* _Dataset entries_
++++++++++++++++++++
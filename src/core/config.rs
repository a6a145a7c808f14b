use std::collections::HashMap;
use std::path::Path;

use serde::Deserialize;

use super::AppCore;
use crate::state::RING_WINDOW_MS;

const DEFAULT_APP_ORIGIN: &str = "https://app.aerosonix.io";

#[derive(Debug, Clone, Default, Deserialize)]
#[serde(default)]
pub(crate) struct AppConfig {
    pub(crate) disable_network: Option<bool>,
    pub(crate) app_origin: Option<String>,
    pub(crate) api_base_url: Option<String>,
    pub(crate) api_key: Option<String>,
    /// The local user's cloned voice; required before translation can be
    /// enabled.
    pub(crate) my_voice_id: Option<String>,
    pub(crate) default_voice_id: Option<String>,
    pub(crate) participant_voices: Option<HashMap<String, String>>,
    pub(crate) target_language: Option<String>,
    /// Dev/test knob; production leaves this unset and rings for 15s.
    pub(crate) ring_window_ms: Option<i64>,
}

pub(crate) fn load_app_config(data_dir: &str) -> AppConfig {
    let path = Path::new(data_dir).join("aerosonix_config.json");
    let Ok(bytes) = std::fs::read(&path) else {
        return AppConfig::default();
    };
    serde_json::from_slice::<AppConfig>(&bytes).unwrap_or_default()
}

impl AppCore {
    pub(super) fn network_enabled(&self) -> bool {
        // Used to keep Rust tests deterministic and offline.
        if let Some(disable) = self.config.disable_network {
            return !disable;
        }
        std::env::var("AEROSONIX_DISABLE_NETWORK").ok().as_deref() != Some("1")
    }

    pub(super) fn app_origin(&self) -> String {
        self.config
            .app_origin
            .as_deref()
            .map(str::trim)
            .filter(|s| !s.is_empty())
            .unwrap_or(DEFAULT_APP_ORIGIN)
            .trim_end_matches('/')
            .to_string()
    }

    pub(super) fn ring_window_ms(&self) -> i64 {
        self.config
            .ring_window_ms
            .filter(|ms| *ms > 0)
            .unwrap_or(RING_WINDOW_MS)
    }
}
// Copyright 2025 the Spatialq Authors
// SPDX-License-Identifier: Apache-2.0 OR MIT

//! Rectangle range search.

use kurbo::{Point, Rect};
use parking_lot::Mutex;
use spatialq::{
    BfsHandler, DfsHandler, KernelArgs, NodeBatch, ParticleBatch, QueryHandler, TreeKey,
};

use crate::tree::{PointTree, box_overlaps, rect_contains_inclusive};

/// Finds the points inside each of a set of rectangles.
///
/// Rectangle borders are inclusive. Works with both engines; with
/// [`RegisterBreadthFirst`](spatialq::RegisterBreadthFirst) a query whose level selects
/// more nodes than the frontier holds reports only part of its hits.
#[derive(Debug)]
pub struct RangeQuery {
    rects: Vec<Rect>,
    results: Vec<Mutex<Vec<usize>>>,
}

/// Per-query state of [`RangeQuery`].
#[derive(Debug)]
pub struct RangeState {
    rect: Rect,
    hits: Vec<usize>,
}

impl RangeQuery {
    /// One query per rectangle. Rectangles are normalized first.
    pub fn new(rects: impl IntoIterator<Item = Rect>) -> Self {
        let rects: Vec<Rect> = rects.into_iter().map(|r| r.abs()).collect();
        let results = rects.iter().map(|_| Mutex::new(Vec::new())).collect();
        Self { rects, results }
    }

    /// The query rectangles.
    pub fn rects(&self) -> &[Rect] {
        &self.rects
    }

    /// Sorted particle indices found by query `query_id` so far.
    pub fn results(&self, query_id: usize) -> Vec<usize> {
        self.results[query_id].lock().clone()
    }

    /// Sorted particle indices of every query.
    pub fn into_results(self) -> Vec<Vec<usize>> {
        self.results.into_iter().map(Mutex::into_inner).collect()
    }
}

impl QueryHandler<PointTree> for RangeQuery {
    type State = RangeState;

    fn num_independent_queries(&self) -> usize {
        self.rects.len()
    }

    fn push_arguments(&self, args: &mut KernelArgs) {
        args.push_buffer("query_rects", self.rects.len())
            .push_buffer("results", self.results.len());
    }

    fn at_query_init(&self, query_id: usize) -> RangeState {
        RangeState {
            rect: self.rects[query_id],
            hits: Vec::new(),
        }
    }

    fn at_query_exit(&self, query_id: usize, mut state: RangeState) {
        state.hits.sort_unstable();
        *self.results[query_id].lock() = state.hits;
    }
}

impl DfsHandler<PointTree> for RangeQuery {
    fn select_node(
        &self,
        state: &mut RangeState,
        _key: TreeKey,
        _index: usize,
        min: &Point,
        max: &Point,
    ) -> bool {
        box_overlaps(*min, *max, state.rect)
    }

    fn process_particle(&self, state: &mut RangeState, index: usize, p: &Point) -> bool {
        let hit = rect_contains_inclusive(state.rect, *p);
        if hit {
            state.hits.push(index);
        }
        hit
    }
}

impl BfsHandler<PointTree> for RangeQuery {
    fn select_nodes<const MAX: usize>(
        &self,
        state: &mut RangeState,
        batch: &mut NodeBatch<'_, PointTree, MAX>,
    ) {
        for c in 0..batch.available_children() {
            let node = batch.load_node(c);
            if box_overlaps(*node.value0, *node.value1, state.rect) {
                batch.select(c);
            }
        }
    }

    fn process_particles<const MAX: usize>(
        &self,
        state: &mut RangeState,
        batch: &ParticleBatch<'_, PointTree, MAX>,
    ) {
        for (index, p) in batch.iter() {
            if rect_contains_inclusive(state.rect, *p) {
                state.hits.push(index);
            }
        }
    }
}
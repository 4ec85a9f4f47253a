// Copyright 2025 the Spatialq Authors
// SPDX-License-Identifier: Apache-2.0 OR MIT

//! Z-order (Morton) codes for sorting points along a space-filling curve.

use kurbo::{Point, Rect};

/// Largest quantized coordinate per axis.
pub const MAX_COORD: u16 = u16::MAX;

/// Spread the 16 bits of `v` over the even bits of a `u32`.
#[inline]
const fn spread(v: u16) -> u32 {
    let mut x = v as u32;
    x = (x | (x << 8)) & 0x00ff_00ff;
    x = (x | (x << 4)) & 0x0f0f_0f0f;
    x = (x | (x << 2)) & 0x3333_3333;
    x = (x | (x << 1)) & 0x5555_5555;
    x
}

/// Inverse of [`spread`].
#[inline]
#[allow(clippy::cast_possible_truncation, reason = "masked to 16 bits")]
const fn compact(v: u32) -> u16 {
    let mut x = v & 0x5555_5555;
    x = (x | (x >> 1)) & 0x3333_3333;
    x = (x | (x >> 2)) & 0x0f0f_0f0f;
    x = (x | (x >> 4)) & 0x00ff_00ff;
    x = (x | (x >> 8)) & 0x0000_ffff;
    x as u16
}

/// Interleave two 16-bit coordinates; `x` occupies the even bits.
#[inline]
pub const fn encode(x: u16, y: u16) -> u32 {
    spread(x) | (spread(y) << 1)
}

/// Split a code back into its coordinates.
#[inline]
pub const fn decode(code: u32) -> (u16, u16) {
    (compact(code), compact(code >> 1))
}

/// Map `p` into the `[0, MAX_COORD]` grid spanned by `bounds`.
///
/// Degenerate axes map to 0; points outside `bounds` are clamped.
pub fn quantize(p: Point, bounds: Rect) -> (u16, u16) {
    #[allow(
        clippy::cast_possible_truncation,
        reason = "the scaled value is in [0, MAX_COORD]"
    )]
    fn axis(v: f64, lo: f64, hi: f64) -> u16 {
        let extent = hi - lo;
        if extent <= 0.0 || !extent.is_finite() {
            return 0;
        }
        let t = ((v - lo) / extent).clamp(0.0, 1.0);
        (t * f64::from(MAX_COORD)).round() as u16
    }
    (
        axis(p.x, bounds.x0, bounds.x1),
        axis(p.y, bounds.y0, bounds.y1),
    )
}

/// Morton code of `p` relative to `bounds`.
pub fn code(p: Point, bounds: Rect) -> u32 {
    let (x, y) = quantize(p, bounds);
    encode(x, y)
}
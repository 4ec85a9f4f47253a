// Copyright 2025 the Spatialq Authors
// SPDX-License-Identifier: Apache-2.0 OR MIT

//! Nearest neighbours.
//!
//! Submit k-nearest-neighbour queries without blocking, then wait on the event.
//!
//! Run:
//! - `cargo run -p spatialq_demos --example nearest_neighbors`

use std::sync::Arc;

use kurbo::Point;
use spatialq::{DepthFirst, Device, DeviceConfig, Relaxed};
use spatialq_points::{NearestNeighbors, PointTree};
use tracing_subscriber::EnvFilter;

fn main() {
    tracing_subscriber::fmt()
        .with_env_filter(
            EnvFilter::try_from_default_env().unwrap_or_else(|_| EnvFilter::new("info")),
        )
        .init();

    // Points on a spiral.
    let points: Vec<Point> = (0..5000)
        .map(|i| {
            let t = f64::from(i) * 0.05;
            Point::new(t * t.cos(), t * t.sin())
        })
        .collect();
    let tree = Arc::new(PointTree::new(&points));

    let queries = [Point::ZERO, Point::new(50.0, 50.0), Point::new(-200.0, 10.0)];
    let handler = Arc::new(NearestNeighbors::new(queries, 5));

    let device = Device::new(DeviceConfig::default().with_num_threads(4)).unwrap();
    let event = device
        .enqueue(
            Arc::new(DepthFirst::<Relaxed>::new()),
            Arc::clone(&tree),
            Arc::clone(&handler),
        )
        .unwrap();
    println!("submitted, complete: {}", event.is_complete());
    event.wait().unwrap();
    println!("status: {:?}", event.status());

    for (q, query) in queries.iter().enumerate() {
        println!("neighbours of {query:?}:");
        for n in handler.results(q) {
            let p = points[tree.original_index(n.index)];
            println!("  {p:?} at distance {:.3}", n.distance_squared.sqrt());
        }
    }
}
// Copyright 2025 the Spatialq Authors
// SPDX-License-Identifier: Apache-2.0 OR MIT

//! Engine abstraction used by the launch adapter.

use alloc::vec::Vec;

use crate::handler::{KernelArgs, QueryHandler};
use crate::tree::ParticleTree;

/// A traversal algorithm that can be dispatched on a [`Device`](crate::Device).
///
/// Implementations run a single query to completion in [`run_query`](Self::run_query);
/// the device decides which worker runs which query.
pub trait QueryEngine<T: ParticleTree, H: QueryHandler<T>>: Sync {
    /// Name of the generated entry point, used in program records and logs.
    const ENTRY_POINT: &'static str;

    /// Preferred work-group size; `None` lets the device choose.
    fn group_size(&self) -> Option<usize>;

    /// Compile-time parameters of this instantiation.
    fn constants(&self) -> Vec<(&'static str, u64)>;

    /// Traverse the tree for one query, from `at_query_init` to `at_query_exit`.
    fn run_query(&self, tree: &T, handler: &H, query_id: usize);
}

/// Bind the tree buffers and counts every engine receives.
pub fn push_tree_arguments<T: ParticleTree>(tree: &T, args: &mut KernelArgs) {
    let shape = tree.shape();
    args.push_buffer("particles", tree.particles().len())
        .push_buffer("node_values0", tree.node_values0().len())
        .push_buffer("node_values1", tree.node_values1().len())
        .push_scalar("num_particles", shape.num_particles() as u64)
        .push_scalar(
            "effective_num_particles",
            shape.effective_num_particles() as u64,
        )
        .push_scalar(
            "effective_num_levels",
            u64::from(shape.effective_num_levels()),
        );
}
++++++++++++++++++++
* _Work request_
When the word "Mutex" shows up in a line of the entries, report that line.

* _Finished exercise_
use parking_lot::Mutex;
    results: Vec<Mutex<Vec<usize>>>,
        let results = rects.iter().map(|_| Mutex::new(Vec::new())).collect();
        self.results.into_iter().map(Mutex::into_inner).collect()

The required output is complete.